# [Work to complete]
Which of the lines below contain the string "ConfigError"? Pull each one out of the data.
[[ Exercise inputs open ]]
//! Crayon fill engine - boundary-constrained region fill for coloring pages
//!
//! This crate provides:
//! - [`surface::Image`] - CPU RGBA pixel buffer, channels in 0.0..=1.0
//! - [`color`] - Tolerance-based color-similarity predicate
//! - [`boundary`] - One-time outline classification into a [`BoundaryMask`]
//! - [`region`] - Breadth-first region fill bounded by the mask
//! - [`tiles`] - Dirty tile tracking for texture re-upload
//! - [`placement`] - World-space tap to pixel mapping
//! - [`canvas`] - A caller-owned coloring page session tying it together
//!
//! # Example
//!
//! ```
//! use fill::{FillOutcome, FillRequest, Image, PixelCoord, compute_boundary_mask, fill};
//! use fill::crayon_config::{ComparisonPolicy, Tolerances};
//!
//! let white = [1.0, 1.0, 1.0, 1.0];
//! let black = [0.0, 0.0, 0.0, 1.0];
//! let red = [1.0, 0.0, 0.0, 1.0];
//!
//! // 4x4 page with an outline at x = 2
//! let mut image = Image::filled(4, 4, white);
//! for y in 0..4 {
//!     image.set_pixel(2, y, black);
//! }
//!
//! let mask = compute_boundary_mask(&image, black, 0.1, ComparisonPolicy::Channel).unwrap();
//! let request = FillRequest::new(PixelCoord::new(0, 0), red)
//!     .with_tolerances(Tolerances::uniform(0.1));
//!
//! assert_eq!(fill(&mut image, &mask, &request).unwrap(), FillOutcome::Applied(8));
//! assert_eq!(image.get_pixel(3, 0), Some(white));
//! ```

pub mod boundary;
pub mod canvas;
pub mod color;
pub mod error;
pub mod placement;
pub mod region;
pub mod surface;
pub mod tiles;
pub mod types;

pub use boundary::*;
pub use canvas::*;
pub use color::*;
pub use error::{FillError, FillResult};
pub use placement::*;
pub use region::*;
pub use surface::*;
pub use tiles::*;
pub use types::*;

pub use crayon_config;
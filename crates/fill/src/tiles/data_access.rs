//! Tile data access and region queries

use super::{TileCoord, TiledSurface};

impl TiledSurface {
    /// Get pixel data for a tile in row-major order
    /// Edge tiles return fewer than tile_size * tile_size pixels
    pub fn get_tile_data(&self, coord: TileCoord) -> Vec<[f32; 4]> {
        let (x, y, width, height) = self.get_tile_bounds(coord);
        (y..y.saturating_add(height))
            .flat_map(|row| (x..x.saturating_add(width)).map(move |col| (col, row)))
            .filter_map(|(col, row)| self.surface.get_pixel(col, row))
            .collect()
    }

    /// Get tile bounds (x, y, width, height) in pixel coordinates.
    /// Tiles past the image edge have zero width or height.
    pub fn get_tile_bounds(&self, coord: TileCoord) -> (u32, u32, u32, u32) {
        let x = coord.x.saturating_mul(self.tile_size);
        let y = coord.y.saturating_mul(self.tile_size);
        let width = self.tile_size.min(self.surface.width().saturating_sub(x));
        let height = self.tile_size.min(self.surface.height().saturating_sub(y));
        (x, y, width, height)
    }

    /// Pixel bounding box (x, y, width, height) of the given tiles.
    /// Tiles outside the image are skipped; None if nothing remains.
    pub fn compute_tiles_bounding_box(&self, tiles: &[TileCoord]) -> Option<(u32, u32, u32, u32)> {
        let (min_x, min_y, max_x, max_y) = tiles
            .iter()
            .map(|&tile| self.get_tile_bounds(tile))
            .filter(|&(_, _, w, h)| w > 0 && h > 0)
            .fold(
                (u32::MAX, u32::MAX, 0u32, 0u32),
                |(min_x, min_y, max_x, max_y), (x, y, w, h)| {
                    (min_x.min(x), min_y.min(y), max_x.max(x + w), max_y.max(y + h))
                },
            );

        (max_x > min_x && max_y > min_y).then(|| (min_x, min_y, max_x - min_x, max_y - min_y))
    }
}
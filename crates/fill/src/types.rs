use crayon_config::{ComparisonPolicy, FillConfig, Tolerances};
use serde::{Deserialize, Serialize};

/// Integer pixel position, row 0 at the top of the image
#[derive(Debug, Clone, Copy, PartialEq, Eq, Hash, PartialOrd, Ord, Serialize, Deserialize)]
pub struct PixelCoord {
    pub x: u32,
    pub y: u32,
}

impl PixelCoord {
    pub const fn new(x: u32, y: u32) -> Self {
        Self { x, y }
    }
}

impl From<(u32, u32)> for PixelCoord {
    fn from((x, y): (u32, u32)) -> Self {
        Self { x, y }
    }
}

/// A single fill action: where, what color, and how to compare
#[derive(Debug, Clone, PartialEq, Serialize, Deserialize)]
pub struct FillRequest {
    /// Start pixel (the tap)
    pub start: PixelCoord,
    /// Color written into the region
    pub fill_color: [f32; 4],
    /// Region-membership and already-filled tolerances are read from here.
    /// The boundary tolerance only matters when the mask is computed.
    pub tolerances: Tolerances,
    /// Predicate used for region and already-filled comparisons
    pub policy: ComparisonPolicy,
    /// Skip (and do not expand past) pixels with a 4-neighbor on the outline
    pub near_boundary_guard: bool,
}

impl FillRequest {
    /// Request using the fallback tolerances and policy
    pub fn new(start: PixelCoord, fill_color: [f32; 4]) -> Self {
        Self::from_config(start, fill_color, &FillConfig::default())
    }

    /// Request taking its comparison settings from a config
    pub fn from_config(start: PixelCoord, fill_color: [f32; 4], config: &FillConfig) -> Self {
        Self {
            start,
            fill_color,
            tolerances: config.tolerances,
            policy: config.policy,
            near_boundary_guard: config.near_boundary_guard,
        }
    }

    pub fn with_tolerances(mut self, tolerances: Tolerances) -> Self {
        self.tolerances = tolerances;
        self
    }

    pub fn with_policy(mut self, policy: ComparisonPolicy) -> Self {
        self.policy = policy;
        self
    }

    pub fn with_near_boundary_guard(mut self, enabled: bool) -> Self {
        self.near_boundary_guard = enabled;
        self
    }
}

/// Why a fill did nothing
#[derive(Debug, Clone, Copy, PartialEq, Eq, Serialize, Deserialize)]
pub enum RejectReason {
    /// Start pixel is outside the image
    OutOfBounds,
    /// Start pixel is part of the outline
    BoundaryStart,
    /// Start pixel already matches the fill color
    AlreadyFilled,
}

/// Result of a fill that received valid input
#[derive(Debug, Clone, Copy, PartialEq, Eq, Serialize, Deserialize)]
pub enum FillOutcome {
    /// Guard tripped, image untouched
    Rejected(RejectReason),
    /// Number of pixels repainted (may be 0)
    Applied(usize),
}

impl FillOutcome {
    /// Pixels repainted by this fill
    pub fn painted(&self) -> usize {
        match self {
            Self::Rejected(_) => 0,
            Self::Applied(count) => *count,
        }
    }

    pub fn is_rejected(&self) -> bool {
        matches!(self, Self::Rejected(_))
    }
}
//! Error types for the fill engine

use crayon_config::ConfigError;
use thiserror::Error;

/// Invalid input to a boundary or fill operation.
///
/// A fill that has nothing to do is not an error; see [`crate::FillOutcome::Rejected`].
#[derive(Debug, Error)]
pub enum FillError {
    /// Image has no pixels (not loaded)
    #[error("Empty image: no pixels to process")]
    EmptyImage,

    /// Pixel buffer length does not match width * height
    #[error("Buffer size mismatch: expected {expected} pixels, got {actual}")]
    BufferSizeMismatch { expected: usize, actual: usize },

    /// Boundary mask was computed for a different image
    #[error(
        "Boundary mask is {mask_width}x{mask_height} but image is {image_width}x{image_height}"
    )]
    MaskMismatch {
        mask_width: u32,
        mask_height: u32,
        image_width: u32,
        image_height: u32,
    },

    /// Configuration or a tolerance/threshold argument failed validation
    #[error("Config error: {0}")]
    Config(#[from] ConfigError),
}

/// Result type for fill operations
pub type FillResult<T> = Result<T, FillError>;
[[ Exercise inputs closed ]]
# [Reply to the exercise]
use crayon_config::ConfigError;
    Config(#[from] ConfigError),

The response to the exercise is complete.